Some manufacturers claim that if you take certain herbs, you'll avoid pregnancy. More often than not, such advertisers are not as interested in your health as they are in your pocketbook. Don't waste your money on supplements or herbs that claim to work. Instead, take real precautions. See your doctor so you can get a prescription for birth control pills. Pregnancy has been avoided by millions of women successfully just by properly taking a birth control pill. Pregnancy isn't something to take lightly, so it's worth going to the doctor even if you're embarrassed.

Remember that even if you're on the pill, there's only one way to protect yourself against sexually transmitted diseases while ensuring that you don't get pregnant: a condom. Chances are, pregnant women who claim to have used pills or condoms still got pregnant either didn't take the pills properly or didn't understand the right way to use the condom. Pregnancy isn't that difficult to prevent if you make an effort.
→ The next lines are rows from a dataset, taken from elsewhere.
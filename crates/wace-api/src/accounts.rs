//! Handlers for `/auth/*`: registration, sign-in/out, profile, preferences.
//!
//! | Method | Path | Notes |
//! |--------|------|-------|
//! | `POST` | `/auth/signup` | Creates user + student profile, returns a token (201) |
//! | `POST` | `/auth/signin` | Username or email + password |
//! | `POST` | `/auth/signout` | Revokes the presented token |
//! | `GET`  | `/auth/profile` | Current user + student profile |
//! | `PUT`  | `/auth/notifications` | Partial update of notification preferences |
//! | `GET`  | `/auth/check-availability` | `?username=` and/or `?email=` |

use std::{collections::BTreeMap, sync::LazyLock};

use axum::{
  Json,
  extract::{Query, State, rejection::JsonRejection},
  http::StatusCode,
};
use chrono::{DateTime, NaiveDate, Utc};
use regex::Regex;
use serde::{Deserialize, Serialize};
use serde_json::Value;
use wace_core::{
  account::{NewStudentProfile, NewUser, NotificationPreferences, StudentProfile, User, UserId},
  catalog::{Programme, ProgrammeId},
  store::CourseStore,
};

use crate::{
  ApiError,
  auth::{self, AuthUser},
  state::ApiState,
};

static EMAIL_RE: LazyLock<Regex> = LazyLock::new(|| {
  Regex::new(r"^[^\s@]+@[^\s@]+\.[^\s@]+$").expect("valid email regex")
});

static PHONE_RE: LazyLock<Regex> =
  LazyLock::new(|| Regex::new(r"^\+?[\d\s\-\(\)]{10,15}$").expect("valid phone regex"));

pub const MIN_USERNAME_LEN: usize = 3;
pub const MIN_PASSWORD_LEN: usize = 8;
pub const WASSCE_YEARS: std::ops::RangeInclusive<i32> = 2000..=2030;

fn invalid_json(e: JsonRejection) -> ApiError {
  tracing::debug!(error = %e, "rejected request body");
  ApiError::BadRequest("Invalid JSON data".into())
}
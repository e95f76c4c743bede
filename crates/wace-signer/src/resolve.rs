//! Object-key extraction from stored video URLs.

use http::Uri;

use crate::{Error, Result};

/// Extract the object key from an absolute URL: its path, without leading
/// slashes, percent-decoded. Whether the object exists is left to the
/// storage provider.
pub fn object_key(video_url: &str) -> Result<String> {
  let uri: Uri = video_url
    .trim()
    .parse()
    .map_err(|_| Error::InvalidUrl(video_url.to_string()))?;
  if uri.scheme().is_none() || uri.authority().is_none() {
    return Err(Error::InvalidUrl(video_url.to_string()));
  }

  let raw = uri.path().trim_start_matches('/');
  let key = urlencoding::decode(raw)
    .map_err(|_| Error::InvalidUrl(video_url.to_string()))?
    .into_owned();

  if key.is_empty() {
    return Err(Error::EmptyKey(video_url.to_string()));
  }
  Ok(key)
}
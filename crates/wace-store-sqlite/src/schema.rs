//! SQL schema for the course store.
//!
//! Executed once at connection startup via `PRAGMA user_version`. Future
//! migrations will be gated on that version number.

/// Full schema DDL; idempotent thanks to `CREATE TABLE IF NOT EXISTS`.
pub const SCHEMA: &str = "
PRAGMA journal_mode = WAL;
PRAGMA foreign_keys = ON;

CREATE TABLE IF NOT EXISTS programmes (
    programme_id    INTEGER PRIMARY KEY AUTOINCREMENT,
    name            TEXT    NOT NULL UNIQUE,  -- ProgrammeName discriminant
    description     TEXT    NOT NULL,
    price_pesewas   INTEGER NOT NULL,
    duration_months INTEGER NOT NULL DEFAULT 12,
    created_at      TEXT    NOT NULL
);

CREATE TABLE IF NOT EXISTS subjects (
    subject_id   INTEGER PRIMARY KEY AUTOINCREMENT,
    name         TEXT    NOT NULL,
    code         TEXT    NOT NULL UNIQUE,
    description  TEXT    NOT NULL,
    subject_type TEXT    NOT NULL DEFAULT 'elective',  -- 'core' | 'elective'
    is_active    INTEGER NOT NULL DEFAULT 1,
    created_at   TEXT    NOT NULL
);

CREATE TABLE IF NOT EXISTS programme_subjects (
    programme_id INTEGER NOT NULL REFERENCES programmes(programme_id) ON DELETE CASCADE,
    subject_id   INTEGER NOT NULL REFERENCES subjects(subject_id)     ON DELETE CASCADE,
    is_required  INTEGER NOT NULL DEFAULT 1,
    sort_order   INTEGER NOT NULL DEFAULT 0,
    PRIMARY KEY (programme_id, subject_id)
);

CREATE TABLE IF NOT EXISTS topics (
    topic_id                 INTEGER PRIMARY KEY AUTOINCREMENT,
    subject_id               INTEGER NOT NULL REFERENCES subjects(subject_id) ON DELETE CASCADE,
    title                    TEXT    NOT NULL,
    description              TEXT    NOT NULL DEFAULT '',
    sort_order               INTEGER NOT NULL DEFAULT 0,
    estimated_duration_hours INTEGER NOT NULL DEFAULT 1,
    is_published             INTEGER NOT NULL DEFAULT 0,
    created_at               TEXT    NOT NULL,
    updated_at               TEXT    NOT NULL,
    UNIQUE (subject_id, sort_order)
);

CREATE TABLE IF NOT EXISTS lessons (
    lesson_id              INTEGER PRIMARY KEY AUTOINCREMENT,
    topic_id               INTEGER NOT NULL REFERENCES topics(topic_id) ON DELETE CASCADE,
    title                  TEXT    NOT NULL,
    lesson_type            TEXT    NOT NULL,  -- LessonType discriminant
    content                TEXT    NOT NULL DEFAULT '',
    notes                  TEXT    NOT NULL DEFAULT '',
    video_url              TEXT,              -- NULL when the lesson has no video
    video_duration_minutes INTEGER,
    sort_order             INTEGER NOT NULL DEFAULT 0,
    is_free                INTEGER NOT NULL DEFAULT 0,
    created_at             TEXT    NOT NULL,
    UNIQUE (topic_id, sort_order)
);

CREATE TABLE IF NOT EXISTS users (
    user_id       INTEGER PRIMARY KEY AUTOINCREMENT,
    username      TEXT    NOT NULL UNIQUE,
    email         TEXT    NOT NULL UNIQUE,   -- stored lowercase
    first_name    TEXT    NOT NULL,
    last_name     TEXT    NOT NULL,
    password_hash TEXT    NOT NULL,
    is_active     INTEGER NOT NULL DEFAULT 1,
    is_staff      INTEGER NOT NULL DEFAULT 0,
    created_at    TEXT    NOT NULL
);

CREATE TABLE IF NOT EXISTS students (
    user_id                     INTEGER PRIMARY KEY REFERENCES users(user_id) ON DELETE CASCADE,
    programme_id                INTEGER NOT NULL REFERENCES programmes(programme_id),
    phone_number                TEXT    NOT NULL,
    date_of_birth               TEXT    NOT NULL,  -- YYYY-MM-DD
    previous_school             TEXT    NOT NULL,
    wassce_year                 INTEGER NOT NULL,
    index_number                TEXT    NOT NULL UNIQUE,
    enrolled_at                 TEXT    NOT NULL,
    is_active                   INTEGER NOT NULL DEFAULT 1,
    notify_course_updates       INTEGER NOT NULL DEFAULT 1,
    notify_assignment_reminders INTEGER NOT NULL DEFAULT 1,
    notify_announcements        INTEGER NOT NULL DEFAULT 1,
    notify_weekly_summary       INTEGER NOT NULL DEFAULT 1
);

-- Only the SHA-256 digest of each issued token is kept.
CREATE TABLE IF NOT EXISTS auth_tokens (
    digest     TEXT    PRIMARY KEY,
    user_id    INTEGER NOT NULL REFERENCES users(user_id) ON DELETE CASCADE,
    created_at TEXT    NOT NULL
);

-- At most one row per (user, lesson); mark-complete is INSERT OR IGNORE.
CREATE TABLE IF NOT EXISTS lesson_completions (
    user_id      INTEGER NOT NULL REFERENCES users(user_id)     ON DELETE CASCADE,
    lesson_id    INTEGER NOT NULL REFERENCES lessons(lesson_id) ON DELETE CASCADE,
    completed_at TEXT    NOT NULL,
    PRIMARY KEY (user_id, lesson_id)
);

CREATE TABLE IF NOT EXISTS announcements (
    announcement_id INTEGER PRIMARY KEY AUTOINCREMENT,
    title           TEXT    NOT NULL,
    message         TEXT    NOT NULL,
    priority        TEXT    NOT NULL DEFAULT 'normal',
    is_active       INTEGER NOT NULL DEFAULT 1,
    created_at      TEXT    NOT NULL,
    expires_at      TEXT
);

CREATE TABLE IF NOT EXISTS instructors (
    instructor_id    INTEGER PRIMARY KEY AUTOINCREMENT,
    title            TEXT    NOT NULL,
    first_name       TEXT    NOT NULL,
    last_name        TEXT    NOT NULL,
    role             TEXT    NOT NULL,
    position_title   TEXT    NOT NULL,
    highest_degree   TEXT    NOT NULL,
    institution      TEXT    NOT NULL,
    years_experience INTEGER NOT NULL,
    bio              TEXT    NOT NULL DEFAULT '',
    photo            TEXT    NOT NULL DEFAULT '',
    email            TEXT    NOT NULL DEFAULT '',
    display_order    INTEGER NOT NULL DEFAULT 0,
    is_active        INTEGER NOT NULL DEFAULT 1,
    is_featured      INTEGER NOT NULL DEFAULT 0
);

CREATE TABLE IF NOT EXISTS question_topics (
    question_topic_id INTEGER PRIMARY KEY AUTOINCREMENT,
    subject_id        INTEGER NOT NULL REFERENCES subjects(subject_id) ON DELETE CASCADE,
    name              TEXT    NOT NULL,
    description       TEXT    NOT NULL DEFAULT '',
    sort_order        INTEGER NOT NULL DEFAULT 0,
    created_at        TEXT    NOT NULL,
    UNIQUE (subject_id, name)
);

CREATE TABLE IF NOT EXISTS past_papers (
    paper_id         INTEGER PRIMARY KEY AUTOINCREMENT,
    subject_id       INTEGER NOT NULL REFERENCES subjects(subject_id) ON DELETE CASCADE,
    year             INTEGER NOT NULL,
    paper_number     INTEGER NOT NULL DEFAULT 1,
    paper_type       TEXT    NOT NULL,  -- PaperType discriminant
    title            TEXT    NOT NULL,
    instructions     TEXT    NOT NULL DEFAULT '',
    duration_minutes INTEGER NOT NULL DEFAULT 180,
    total_marks      INTEGER NOT NULL DEFAULT 100,
    is_published     INTEGER NOT NULL DEFAULT 0,
    created_at       TEXT    NOT NULL,
    updated_at       TEXT    NOT NULL,
    UNIQUE (subject_id, year, paper_number)
);

CREATE TABLE IF NOT EXISTS mcq_questions (
    question_id     INTEGER PRIMARY KEY AUTOINCREMENT,
    paper_id        INTEGER NOT NULL REFERENCES past_papers(paper_id) ON DELETE CASCADE,
    topic_id        INTEGER REFERENCES question_topics(question_topic_id) ON DELETE SET NULL,
    question_number INTEGER NOT NULL,
    question_text   TEXT    NOT NULL,
    option_a        TEXT    NOT NULL,
    option_b        TEXT    NOT NULL,
    option_c        TEXT    NOT NULL,
    option_d        TEXT    NOT NULL,
    option_e        TEXT,               -- NULL for four-option questions
    correct_answer  TEXT    NOT NULL,   -- 'A'..'E'
    explanation     TEXT    NOT NULL DEFAULT '',
    marks           INTEGER NOT NULL DEFAULT 1,
    difficulty      TEXT    NOT NULL DEFAULT 'medium',
    created_at      TEXT    NOT NULL,
    UNIQUE (paper_id, question_number)
);

CREATE TABLE IF NOT EXISTS essay_questions (
    question_id            INTEGER PRIMARY KEY AUTOINCREMENT,
    paper_id               INTEGER NOT NULL REFERENCES past_papers(paper_id) ON DELETE CASCADE,
    topic_id               INTEGER REFERENCES question_topics(question_topic_id) ON DELETE SET NULL,
    question_number        INTEGER NOT NULL,
    section                TEXT    NOT NULL DEFAULT '',
    question_text          TEXT    NOT NULL,
    marks                  INTEGER NOT NULL DEFAULT 10,
    suggested_time_minutes INTEGER NOT NULL DEFAULT 15,
    marking_scheme         TEXT    NOT NULL DEFAULT '',
    sample_answer          TEXT    NOT NULL DEFAULT '',
    difficulty             TEXT    NOT NULL DEFAULT 'medium',
    created_at             TEXT    NOT NULL,
    UNIQUE (paper_id, question_number)
);

CREATE TABLE IF NOT EXISTS essay_sub_questions (
    question_id    INTEGER NOT NULL REFERENCES essay_questions(question_id) ON DELETE CASCADE,
    sub_number     TEXT    NOT NULL,
    question_text  TEXT    NOT NULL,
    marks          INTEGER NOT NULL DEFAULT 5,
    marking_scheme TEXT    NOT NULL DEFAULT '',
    PRIMARY KEY (question_id, sub_number)
);

CREATE INDEX IF NOT EXISTS topics_subject_idx      ON topics(subject_id);
CREATE INDEX IF NOT EXISTS lessons_topic_idx       ON lessons(topic_id);
CREATE INDEX IF NOT EXISTS completions_lesson_idx  ON lesson_completions(lesson_id);
CREATE INDEX IF NOT EXISTS auth_tokens_user_idx    ON auth_tokens(user_id);
CREATE INDEX IF NOT EXISTS question_topics_subject ON question_topics(subject_id);
CREATE INDEX IF NOT EXISTS past_papers_year_idx    ON past_papers(year);

PRAGMA user_version = 1;
";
It's your body, you have control. Pregnant women say there's nothing as wonderful as carrying a child, but if you're not ready, it can be devastating, especially with teenage pregnancy. There are so many activities that other teenagers get to do during those years that pregnant teens will be missing. Birth control is usually available for free through your health department or family planning clinic. Since it's unlikely anything will prevent teenage students from having sex, making sure they understand the birth control available is crucial.

If you've had unprotected sex and you experience the first signs of pregnancy, it's too late. You're probably aware of the first tell-tale sign that you're pregnant: a missed period. If you miss a period, take a pregnancy test on your own or through your doctor. If you are pregnant, start taking prenatal vitamins and eating right. If you're not, practice birth control from now on so that you won't become pregnant before you're ready.